[Collected data entries]
<<<<

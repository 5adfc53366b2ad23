//! Column settings

/// Per-column layout written to a sheet's `<cols>` list
#[derive(Debug, Clone, PartialEq)]
pub struct Column {
    /// 0-based index
    pub index: u16,
    /// Width in characters; `None` keeps the sheet default
    pub width: Option<f64>,
    pub hidden: bool,
    /// Style for cells of the column that are not stored
    pub style: Option<u32>,
}

impl Column {
    pub fn new(index: u16) -> Self {
        Self {
            index,
            width: None,
            hidden: false,
            style: None,
        }
    }

    pub fn with_width(mut self, width: f64) -> Self {
        self.width = Some(width);
        self
    }

    pub fn with_style(mut self, style: u32) -> Self {
        self.style = Some(style);
        self
    }

    /// Whether the column needs a `<col>` entry at all
    pub fn has_custom_settings(&self) -> bool {
        self.width.is_some() || self.hidden || self.style.is_some()
    }
}
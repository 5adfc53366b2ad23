//! Cell address and range types

use crate::error::{Error, Result};
use crate::{MAX_COLS, MAX_ROWS};
use std::fmt;
use std::str::FromStr;

/// A cell address (e.g., "A1", "C12")
///
/// Indices are 0-based; the A1 rendering is 1-based for rows.
#[derive(Debug, Clone, Copy, PartialEq, Eq, PartialOrd, Ord, Hash)]
pub struct CellAddress {
    /// Row index (0-based)
    pub row: u32,
    /// Column index (0-based, A=0)
    pub col: u16,
}

impl CellAddress {
    /// Create a new cell address
    pub fn new(row: u32, col: u16) -> Self {
        Self { row, col }
    }

    /// Parse a cell address from A1-style notation
    ///
    /// `$` markers are accepted and ignored.
    ///
    /// # Examples
    /// ```
    /// use recordbook_core::CellAddress;
    ///
    /// let addr = CellAddress::parse("B3").unwrap();
    /// assert_eq!((addr.row, addr.col), (2, 1));
    /// ```
    pub fn parse(s: &str) -> Result<Self> {
        let s = s.trim();
        let cleaned: String = s.chars().filter(|c| *c != '$').collect();
        if cleaned.is_empty() {
            return Err(Error::InvalidAddress("empty address".into()));
        }

        let split = cleaned
            .find(|c: char| !c.is_ascii_alphabetic())
            .unwrap_or(cleaned.len());
        let (letters, digits) = cleaned.split_at(split);

        if letters.is_empty() {
            return Err(Error::InvalidAddress(format!("no column letters in '{}'", s)));
        }
        if digits.is_empty() {
            return Err(Error::InvalidAddress(format!("no row number in '{}'", s)));
        }

        let col = Self::letters_to_column(letters)?;
        let row: u32 = digits
            .parse()
            .map_err(|_| Error::InvalidAddress(format!("invalid row number in '{}'", s)))?;
        if row == 0 {
            return Err(Error::InvalidAddress(format!(
                "row number must be >= 1 in '{}'",
                s
            )));
        }
        if row > MAX_ROWS {
            return Err(Error::RowOutOfBounds(row - 1, MAX_ROWS - 1));
        }

        Ok(Self { row: row - 1, col })
    }

    /// Column letters for a 0-based index: 0 is "A", 25 is "Z", 26 is "AA"
    pub fn column_to_letters(col: u16) -> String {
        let mut letters = Vec::with_capacity(3);
        let mut n = col as u32 + 1;
        while n > 0 {
            n -= 1;
            letters.push(b'A' + (n % 26) as u8);
            n /= 26;
        }
        letters.iter().rev().map(|&b| b as char).collect()
    }

    /// 0-based index for column letters, case-insensitive
    pub fn letters_to_column(letters: &str) -> Result<u16> {
        if letters.is_empty() {
            return Err(Error::InvalidAddress("empty column letters".into()));
        }
        let number = letters.chars().try_fold(0u32, |acc, c| {
            if !c.is_ascii_alphabetic() {
                return Err(Error::InvalidAddress(format!("'{}' is not a column letter", c)));
            }
            let acc = acc * 26 + (c.to_ascii_uppercase() as u32 - 'A' as u32 + 1);
            if acc > MAX_COLS as u32 {
                return Err(Error::ColumnOutOfBounds(MAX_COLS, MAX_COLS - 1));
            }
            Ok(acc)
        })?;
        Ok((number - 1) as u16)
    }

    /// A1 rendering, e.g. `C12`
    pub fn to_a1_string(&self) -> String {
        format!("{}{}", Self::column_to_letters(self.col), self.row + 1)
    }
}

impl fmt::Display for CellAddress {
    fn fmt(&self, f: &mut fmt::Formatter<'_>) -> fmt::Result {
        write!(f, "{}", self.to_a1_string())
    }
}

impl FromStr for CellAddress {
    type Err = Error;

    fn from_str(s: &str) -> Result<Self> {
        Self::parse(s)
    }
}

/// A rectangular range of cells (e.g., "A1:C1")
#[derive(Debug, Clone, Copy, PartialEq, Eq, Hash)]
pub struct CellRange {
    /// Top-left corner
    pub start: CellAddress,
    /// Bottom-right corner
    pub end: CellAddress,
}

impl CellRange {
    /// Create a range, normalizing the corners
    pub fn new(a: CellAddress, b: CellAddress) -> Self {
        Self {
            start: CellAddress::new(a.row.min(b.row), a.col.min(b.col)),
            end: CellAddress::new(a.row.max(b.row), a.col.max(b.col)),
        }
    }

    /// Create a range from row/column indices
    pub fn from_indices(start_row: u32, start_col: u16, end_row: u32, end_col: u16) -> Self {
        Self::new(
            CellAddress::new(start_row, start_col),
            CellAddress::new(end_row, end_col),
        )
    }

    /// Create a single-cell range
    pub fn single(addr: CellAddress) -> Self {
        Self {
            start: addr,
            end: addr,
        }
    }

    /// Parse a range from A1:C3 notation (a lone address is a single-cell range)
    pub fn parse(s: &str) -> Result<Self> {
        match s.trim().split_once(':') {
            Some((a, b)) => Ok(Self::new(CellAddress::parse(a)?, CellAddress::parse(b)?)),
            None => Ok(Self::single(CellAddress::parse(s)?)),
        }
    }

    /// Check if a cell is within this range
    pub fn contains(&self, addr: &CellAddress) -> bool {
        (self.start.row..=self.end.row).contains(&addr.row)
            && (self.start.col..=self.end.col).contains(&addr.col)
    }

    /// Number of rows covered
    pub fn row_count(&self) -> u32 {
        self.end.row - self.start.row + 1
    }

    /// Number of columns covered
    pub fn col_count(&self) -> u16 {
        self.end.col - self.start.col + 1
    }

    /// Check if this range overlaps with another
    pub fn overlaps(&self, other: &CellRange) -> bool {
        self.start.row <= other.end.row
            && self.end.row >= other.start.row
            && self.start.col <= other.end.col
            && self.end.col >= other.start.col
    }

    /// Smallest range covering both ranges
    pub fn union(&self, other: &CellRange) -> CellRange {
        CellRange::from_indices(
            self.start.row.min(other.start.row),
            self.start.col.min(other.start.col),
            self.end.row.max(other.end.row),
            self.end.col.max(other.end.col),
        )
    }

    /// Format as A1:C3 string
    pub fn to_a1_string(&self) -> String {
        if self.start == self.end {
            self.start.to_a1_string()
        } else {
            format!("{}:{}", self.start, self.end)
        }
    }
}

impl fmt::Display for CellRange {
    fn fmt(&self, f: &mut fmt::Formatter<'_>) -> fmt::Result {
        write!(f, "{}", self.to_a1_string())
    }
}

impl FromStr for CellRange {
    type Err = Error;

    fn from_str(s: &str) -> Result<Self> {
        Self::parse(s)
    }
}
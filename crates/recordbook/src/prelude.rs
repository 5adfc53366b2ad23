//! Prelude module - common imports for recordbook users
//!
//! ```rust
//! use recordbook::prelude::*;
//! ```

pub use crate::{
    // Style types
    BorderLineStyle,
    CellRange,
    // Cell types
    CellValue,
    Color,
    // Sheet building
    ColumnFormat,
    ColumnMapping,
    // Error types
    Error,
    FieldValue,
    HorizontalAlignment,
    NumberFormat,
    // I/O types
    PackageReader,
    PackageWriter,
    Record,
    Result,
    SheetBuilder,
    SheetConfig,
    Style,
    StyleTable,
    VerticalAlignment,
    // Main types
    Workbook,
    WorkbookBuilder,
    // Extension traits
    WorkbookExt,
    WorkbookSettings,
    Worksheet,
    WriteOptions,
};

>>>>

## Instructions for the task
Each line that includes the word "covered" counts once; report how many such lines the entries have, and nothing else.

## Expected answer
2